Insurers in one of the country's largest markets will now have to pay for telehealth, adding to the critical mass of reimbursement mandates and voluntary decisions for the service.
New York Governor Andrew Cuomo has signed the nation's most recent telehealth law, requiring private insurers to reimburse for the service, as they are in 21 other states.
The New York law mandates that insurers reimburse not only physicians, but also physician assistants, social workers, dentists and psychologists, as Managing Editor Erin McCann outlines on Healthcare IT News.
Other states where legislatures are pondering changes to telemedicine include Indiana, Iowa and Tennessee.
Meanwhile, private insurers in states with and without telemedicine laws are entering the fray and crafting their own policies.
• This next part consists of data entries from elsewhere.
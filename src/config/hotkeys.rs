//! Hotkey configuration management.
//!
//! This module defines the hotkey system for the application, including action types,
//! hotkey bindings, and default configurations per focus and per special mode.

use crate::state::Focus;
use crossterm::event::{KeyCode, KeyEvent, KeyModifiers};
use serde::{Deserialize, Deserializer, Serialize, Serializer};
use std::collections::HashMap;

/// Represents all possible actions that can be bound to hotkeys.
///
#[derive(Debug, Clone, Copy, PartialEq, Eq, Hash, Serialize, Deserialize)]
#[serde(rename_all = "snake_case")]
pub enum HotkeyAction {
    // Shared by sidebar and panel
    NavigateNext,
    NavigatePrev,
    Select,
    SwitchFocus,
    EnterDebug,
    OpenThemeSelector,
    Quit,
    Back,

    // Panel actions
    EnterSearch,
    CyclePrimaryFilter,
    CycleSecondaryFilter,
    CycleOrder,
    ResetFilters,
    ToggleRecord,
    NextTab,
    PrevTab,
    NewItem,
    SaveSettings,

    // Special mode actions (for text input, debug, dialogs, etc.)
    InputConfirm,
    InputCancel,
    DebugModeNavigateNext,
    DebugModeNavigatePrev,
    DebugModeCopyLog,
    DebugModeExit,
    DialogSubmit,
    DialogCancel,
    DialogNextField,
    ThemeSelectorNavigateNext,
    ThemeSelectorNavigatePrev,
    ThemeSelectorSelect,
    ThemeSelectorCancel,
}

/// Represents a key combination (KeyCode + modifiers).
///
#[derive(Debug, Clone, PartialEq, Eq, Hash)]
pub struct Hotkey {
    pub code: KeyCode,
    pub modifiers: KeyModifiers,
}

impl Hotkey {
    fn key(c: char) -> Self {
        Hotkey {
            code: KeyCode::Char(c),
            modifiers: KeyModifiers::empty(),
        }
    }

    fn plain(code: KeyCode) -> Self {
        Hotkey {
            code,
            modifiers: KeyModifiers::empty(),
        }
    }

    fn ctrl(c: char) -> Self {
        Hotkey {
            code: KeyCode::Char(c),
            modifiers: KeyModifiers::CONTROL,
        }
    }
}

/// Custom serialization for Hotkey.
///
impl Serialize for Hotkey {
    fn serialize<S>(&self, serializer: S) -> Result<S::Ok, S::Error>
    where
        S: Serializer,
    {
        use serde::ser::SerializeStruct;
        let mut state = serializer.serialize_struct("Hotkey", 3)?;
        state.serialize_field("code", &KeyCodeSerde::from(self.code))?;
        if let KeyCode::Char(c) = self.code {
            state.serialize_field("char", &c)?;
        }
        state.serialize_field("modifiers", &KeyModifiersSerde::from(self.modifiers))?;
        state.end()
    }
}

/// Custom deserialization for Hotkey.
///
impl<'de> Deserialize<'de> for Hotkey {
    fn deserialize<D>(deserializer: D) -> Result<Self, D::Error>
    where
        D: Deserializer<'de>,
    {
        #[derive(Deserialize)]
        struct HotkeyHelper {
            code: KeyCodeSerde,
            #[serde(default)]
            char: Option<char>,
            #[serde(default)]
            modifiers: KeyModifiersSerde,
        }

        let helper = HotkeyHelper::deserialize(deserializer)?;
        let code = match helper.code {
            KeyCodeSerde::Char => {
                if let Some(c) = helper.char {
                    KeyCode::Char(c)
                } else {
                    return Err(serde::de::Error::custom(
                        "Char key code requires 'char' field",
                    ));
                }
            }
            KeyCodeSerde::Esc => KeyCode::Esc,
            KeyCodeSerde::Enter => KeyCode::Enter,
            KeyCodeSerde::Tab => KeyCode::Tab,
            KeyCodeSerde::Backspace => KeyCode::Backspace,
            KeyCodeSerde::Up => KeyCode::Up,
            KeyCodeSerde::Down => KeyCode::Down,
            KeyCodeSerde::Left => KeyCode::Left,
            KeyCodeSerde::Right => KeyCode::Right,
        };
        Ok(Hotkey {
            code,
            modifiers: helper.modifiers.into(),
        })
    }
}

/// Helper enum for serializing KeyCode.
///
#[derive(Debug, Clone, Serialize, Deserialize)]
#[serde(rename_all = "PascalCase")]
enum KeyCodeSerde {
    Char,
    Esc,
    Enter,
    Tab,
    Backspace,
    Up,
    Down,
    Left,
    Right,
}

impl From<KeyCode> for KeyCodeSerde {
    fn from(code: KeyCode) -> Self {
        match code {
            KeyCode::Char(_) => KeyCodeSerde::Char,
            KeyCode::Esc => KeyCodeSerde::Esc,
            KeyCode::Enter => KeyCodeSerde::Enter,
            KeyCode::Tab => KeyCodeSerde::Tab,
            KeyCode::Backspace => KeyCodeSerde::Backspace,
            KeyCode::Up => KeyCodeSerde::Up,
            KeyCode::Down => KeyCodeSerde::Down,
            KeyCode::Left => KeyCodeSerde::Left,
            KeyCode::Right => KeyCodeSerde::Right,
            _ => KeyCodeSerde::Char, // Fallback for unsupported keys
        }
    }
}

/// Helper struct for serializing KeyModifiers.
///
#[derive(Debug, Clone, Default, Serialize, Deserialize)]
struct KeyModifiersSerde {
    #[serde(default)]
    control: bool,
    #[serde(default)]
    shift: bool,
    #[serde(default)]
    alt: bool,
}

impl From<KeyModifiers> for KeyModifiersSerde {
    fn from(modifiers: KeyModifiers) -> Self {
        KeyModifiersSerde {
            control: modifiers.contains(KeyModifiers::CONTROL),
            shift: modifiers.contains(KeyModifiers::SHIFT),
            alt: modifiers.contains(KeyModifiers::ALT),
        }
    }
}

impl From<KeyModifiersSerde> for KeyModifiers {
    fn from(serde: KeyModifiersSerde) -> Self {
        let mut result = KeyModifiers::empty();
        if serde.control {
            result |= KeyModifiers::CONTROL;
        }
        if serde.shift {
            result |= KeyModifiers::SHIFT;
        }
        if serde.alt {
            result |= KeyModifiers::ALT;
        }
        result
    }
}

/// Maps hotkey actions to their key bindings per focus and special mode.
///
/// Maps missing from a config file fall back to their defaults.
#[derive(Debug, Clone, PartialEq, Eq, Serialize, Deserialize)]
#[serde(default)]
pub struct ViewHotkeys {
    pub sidebar: HashMap<HotkeyAction, Hotkey>,
    pub panel: HashMap<HotkeyAction, Hotkey>,
    pub input_mode: HashMap<HotkeyAction, Hotkey>,
    pub debug_mode: HashMap<HotkeyAction, Hotkey>,
    pub dialog: HashMap<HotkeyAction, Hotkey>,
    pub theme_selector: HashMap<HotkeyAction, Hotkey>,
}

impl Default for ViewHotkeys {
    fn default() -> Self {
        default_hotkeys()
    }
}

fn bindings(pairs: &[(HotkeyAction, Hotkey)]) -> HashMap<HotkeyAction, Hotkey> {
    pairs.iter().cloned().collect()
}

/// Returns default hotkey mappings for all foci and modes.
///
pub fn default_hotkeys() -> ViewHotkeys {
    use HotkeyAction::*;

    let sidebar = bindings(&[
        (NavigateNext, Hotkey::key('j')),
        (NavigatePrev, Hotkey::key('k')),
        (Select, Hotkey::plain(KeyCode::Enter)),
        (SwitchFocus, Hotkey::plain(KeyCode::Tab)),
        (EnterDebug, Hotkey::key('d')),
        (OpenThemeSelector, Hotkey::key('t')),
        (Quit, Hotkey::key('q')),
    ]);

    let panel = bindings(&[
        (NavigateNext, Hotkey::key('j')),
        (NavigatePrev, Hotkey::key('k')),
        (Select, Hotkey::plain(KeyCode::Enter)),
        (SwitchFocus, Hotkey::plain(KeyCode::Tab)),
        (EnterSearch, Hotkey::key('/')),
        (CyclePrimaryFilter, Hotkey::key('f')),
        (CycleSecondaryFilter, Hotkey::key('g')),
        (CycleOrder, Hotkey::key('o')),
        (ResetFilters, Hotkey::key('r')),
        (ToggleRecord, Hotkey::key(' ')),
        (NextTab, Hotkey::key('l')),
        (PrevTab, Hotkey::key('h')),
        (NewItem, Hotkey::key('n')),
        (SaveSettings, Hotkey::key('s')),
        (EnterDebug, Hotkey::key('d')),
        (OpenThemeSelector, Hotkey::key('t')),
        (Back, Hotkey::plain(KeyCode::Esc)),
        (Quit, Hotkey::key('q')),
    ]);

    let input_mode = bindings(&[
        (InputConfirm, Hotkey::plain(KeyCode::Enter)),
        (InputCancel, Hotkey::plain(KeyCode::Esc)),
    ]);

    let debug_mode = bindings(&[
        (DebugModeNavigateNext, Hotkey::key('j')),
        (DebugModeNavigatePrev, Hotkey::key('k')),
        (DebugModeCopyLog, Hotkey::key('y')),
        (DebugModeExit, Hotkey::plain(KeyCode::Esc)),
    ]);

    let dialog = bindings(&[
        (DialogSubmit, Hotkey::ctrl('s')),
        (DialogCancel, Hotkey::plain(KeyCode::Esc)),
        (DialogNextField, Hotkey::plain(KeyCode::Tab)),
    ]);

    let theme_selector = bindings(&[
        (ThemeSelectorNavigateNext, Hotkey::key('j')),
        (ThemeSelectorNavigatePrev, Hotkey::key('k')),
        (ThemeSelectorSelect, Hotkey::plain(KeyCode::Enter)),
        (ThemeSelectorCancel, Hotkey::plain(KeyCode::Esc)),
    ]);

    ViewHotkeys {
        sidebar,
        panel,
        input_mode,
        debug_mode,
        dialog,
        theme_selector,
    }
}

/// Checks if a KeyEvent matches a Hotkey.
///
pub fn matches_hotkey(event: &KeyEvent, hotkey: &Hotkey) -> bool {
    event.code == hotkey.code && event.modifiers == hotkey.modifiers
}

fn find_action(
    event: &KeyEvent,
    bindings: &HashMap<HotkeyAction, Hotkey>,
) -> Option<HotkeyAction> {
    bindings
        .iter()
        .find(|(_, hotkey)| matches_hotkey(event, hotkey))
        .map(|(action, _)| *action)
}

/// Gets the action for a KeyEvent under the current focus.
///
pub fn get_action_for_event(
    event: &KeyEvent,
    focus: &Focus,
    hotkeys: &ViewHotkeys,
) -> Option<HotkeyAction> {
    let focus_hotkeys = match focus {
        Focus::Sidebar => &hotkeys.sidebar,
        Focus::Panel => &hotkeys.panel,
    };
    find_action(event, focus_hotkeys)
}

/// Gets the action for a KeyEvent in a special mode.
///
pub fn get_action_for_special_mode(
    event: &KeyEvent,
    mode: SpecialMode,
    hotkeys: &ViewHotkeys,
) -> Option<HotkeyAction> {
    find_action(event, hotkeys.for_mode(mode))
}

/// Represents special modes that have their own hotkey configurations.
///
#[derive(Debug, Clone, Copy, PartialEq, Eq)]
pub enum SpecialMode {
    Input,
    Debug,
    Dialog,
    ThemeSelector,
}

impl ViewHotkeys {
    pub fn for_mode(&self, mode: SpecialMode) -> &HashMap<HotkeyAction, Hotkey> {
        match mode {
            SpecialMode::Input => &self.input_mode,
            SpecialMode::Debug => &self.debug_mode,
            SpecialMode::Dialog => &self.dialog,
            SpecialMode::ThemeSelector => &self.theme_selector,
        }
    }

    pub fn for_focus(&self, focus: Focus) -> &HashMap<HotkeyAction, Hotkey> {
        match focus {
            Focus::Sidebar => &self.sidebar,
            Focus::Panel => &self.panel,
        }
    }
}

/// Builds a footer text string from hotkey configurations.
/// Takes a list of tuples: (action, description, optional_second_action_for_paired_keys)
///
pub fn build_footer_text(
    hotkeys: &HashMap<HotkeyAction, Hotkey>,
    actions: &[(HotkeyAction, &str, Option<HotkeyAction>)],
) -> String {
    let parts: Vec<String> = actions
        .iter()
        .filter_map(|(action, description, paired_action)| {
            let hotkey = hotkeys.get(action)?;
            let paired = paired_action.and_then(|paired| hotkeys.get(&paired));
            Some(match paired {
                Some(paired_hotkey) => format!(
                    " {}/{}: {}",
                    format_hotkey_display(hotkey),
                    format_hotkey_display(paired_hotkey),
                    description
                ),
                None => format!(" {}: {}", format_hotkey_display(hotkey), description),
            })
        })
        .collect();
    parts.join(",")
}

/// Formats a hotkey for display in the footer.
///
pub fn format_hotkey_display(hotkey: &Hotkey) -> String {
    let mut parts = Vec::new();
    if hotkey.modifiers.contains(KeyModifiers::CONTROL) {
        parts.push("Ctrl");
    }
    if hotkey.modifiers.contains(KeyModifiers::SHIFT) {
        parts.push("Shift");
    }
    if hotkey.modifiers.contains(KeyModifiers::ALT) {
        parts.push("Alt");
    }

    let key_str = match &hotkey.code {
        KeyCode::Char(' ') => "Space".to_string(),
        KeyCode::Char(c) => c.to_string(),
        KeyCode::Esc => "Esc".to_string(),
        KeyCode::Enter => "Enter".to_string(),
        KeyCode::Tab => "Tab".to_string(),
        KeyCode::Backspace => "Backspace".to_string(),
        KeyCode::Up => "Up".to_string(),
        KeyCode::Down => "Down".to_string(),
        KeyCode::Left => "Left".to_string(),
        KeyCode::Right => "Right".to_string(),
        _ => "Unknown".to_string(),
    };

    if parts.is_empty() {
        key_str
    } else {
        format!("{}+{}", parts.join("+"), key_str)
    }
}
use super::{summary, Cursor, ListControls};
use crate::marketplace::models::{Faq, Language, MailTemplates, Page};
use crate::marketplace::sample;

#[derive(Debug, Clone, Copy, PartialEq, Eq)]
pub enum CmsTab {
    Pages,
    Faqs,
    Mail,
    Languages,
}

impl CmsTab {
    pub const ALL: [CmsTab; 4] = [CmsTab::Pages, CmsTab::Faqs, CmsTab::Mail, CmsTab::Languages];

    pub fn title(&self) -> &'static str {
        match self {
            CmsTab::Pages => "Pages & Policies",
            CmsTab::Faqs => "FAQs",
            CmsTab::Mail => "Email Templates",
            CmsTab::Languages => "Languages",
        }
    }

    fn position(&self) -> usize {
        CmsTab::ALL.iter().position(|t| t == self).unwrap_or(0)
    }

    fn next(&self) -> Self {
        CmsTab::ALL[(self.position() + 1) % CmsTab::ALL.len()]
    }

    fn previous(&self) -> Self {
        CmsTab::ALL[(self.position() + CmsTab::ALL.len() - 1) % CmsTab::ALL.len()]
    }
}

/// Content management: pages, FAQs, mail templates, languages.
///
#[derive(Debug, Clone)]
pub struct CmsPanel {
    pub pages: Vec<Page>,
    pub faqs: Vec<Faq>,
    pub templates: MailTemplates,
    pub languages: Vec<Language>,
    pub tab: CmsTab,
    cursor: Cursor,
}

impl Default for CmsPanel {
    fn default() -> Self {
        CmsPanel {
            pages: sample::pages(),
            faqs: sample::faqs(),
            templates: sample::mail_templates(),
            languages: sample::languages(),
            tab: CmsTab::Pages,
            cursor: Cursor::default(),
        }
    }
}

impl CmsPanel {
    pub fn selected_index(&self) -> usize {
        self.cursor.index()
    }

    /// Mail templates as (name, body) rows.
    ///
    pub fn template_rows(&self) -> [(&'static str, &str); 3] {
        [
            ("Welcome Email", &self.templates.welcome),
            ("Password Reset", &self.templates.password_reset),
            ("Project Completed", &self.templates.project_completed),
        ]
    }

    /// Flip the enabled flag of one language. Other languages are untouched.
    ///
    pub fn toggle_language(&mut self, code: &str) -> Option<bool> {
        let language = self.languages.iter_mut().find(|l| l.code == code)?;
        language.enabled = !language.enabled;
        Some(language.enabled)
    }

    pub fn toggle_faq(&mut self, id: &str) -> Option<bool> {
        let faq = self.faqs.iter_mut().find(|f| f.id == id)?;
        faq.published = !faq.published;
        Some(faq.published)
    }

    fn set_tab(&mut self, tab: CmsTab) {
        self.tab = tab;
        self.cursor.reset();
    }
}

impl ListControls for CmsPanel {
    fn row_count(&self) -> usize {
        match self.tab {
            CmsTab::Pages => self.pages.len(),
            CmsTab::Faqs => self.faqs.len(),
            CmsTab::Mail => self.template_rows().len(),
            CmsTab::Languages => self.languages.len(),
        }
    }

    fn cursor(&mut self) -> &mut Cursor {
        &mut self.cursor
    }

    fn next_tab(&mut self) {
        self.set_tab(self.tab.next());
    }

    fn previous_tab(&mut self) {
        self.set_tab(self.tab.previous());
    }

    fn toggle_selected(&mut self) -> Option<String> {
        let index = self.cursor.index();
        match self.tab {
            CmsTab::Languages => {
                let code = self.languages.get(index)?.code.clone();
                let enabled = self.toggle_language(&code)?;
                Some(format!(
                    "Language {} {}",
                    code,
                    if enabled { "enabled" } else { "disabled" }
                ))
            }
            CmsTab::Faqs => {
                let id = self.faqs.get(index)?.id.clone();
                let published = self.toggle_faq(&id)?;
                Some(format!(
                    "FAQ {} {}",
                    id,
                    if published { "published" } else { "unpublished" }
                ))
            }
            CmsTab::Pages | CmsTab::Mail => None,
        }
    }

    fn reset_filters(&mut self) {
        self.set_tab(CmsTab::Pages);
    }

    fn filter_summary(&self) -> String {
        summary(None, vec![format!("tab: {}", self.tab.title())])
    }
}

#[cfg(test)]
mod tests {
    use super::*;

    #[test]
    fn toggling_spanish_leaves_other_languages() {
        let mut panel = CmsPanel::default();
        let before = panel.languages.clone();
        assert_eq!(panel.toggle_language("es"), Some(true));
        for (old, new) in before.iter().zip(panel.languages.iter()) {
            if old.code == "es" {
                assert!(new.enabled);
            } else {
                assert_eq!(old, new);
            }
        }
        assert_eq!(panel.toggle_language("xx"), None);
    }

    #[test]
    fn toggle_follows_the_tab() {
        let mut panel = CmsPanel::default();
        assert_eq!(panel.toggle_selected(), None);
        panel.next_tab();
        assert_eq!(panel.tab, CmsTab::Faqs);
        assert_eq!(panel.toggle_selected().as_deref(), Some("FAQ 1 unpublished"));
        assert!(!panel.faqs[0].published);
        panel.previous_tab();
        panel.previous_tab();
        assert_eq!(panel.tab, CmsTab::Languages);
        panel.select_next();
        assert_eq!(panel.toggle_selected().as_deref(), Some("Language es enabled"));
    }

    #[test]
    fn tab_change_resets_the_cursor() {
        let mut panel = CmsPanel::default();
        panel.select_previous();
        assert_eq!(panel.selected_index(), 3);
        panel.next_tab();
        assert_eq!(panel.selected_index(), 0);
        assert_eq!(panel.row_count(), 3);
    }
}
For 2015, New Jersey's Horizon Blue Cross Blue Shield unveiled a new service called Horizon CareOnline, offering online video access to a physician 24 hours a day, seven days a week, being made available at no cost to the company's individual plan members through American Well.
Last year, Anthem Blue Cross expanded telemedicine benefits to 10 of the 14 states it operates in, via its own subsidiary, LiveHealth Online.
Another Blue insurer, Premera Blue Cross, is combining two main telehealth models, and giving members the option to have digital consults with their primary care physician, a childrens' pediatrician, or with a doctor they've never met online.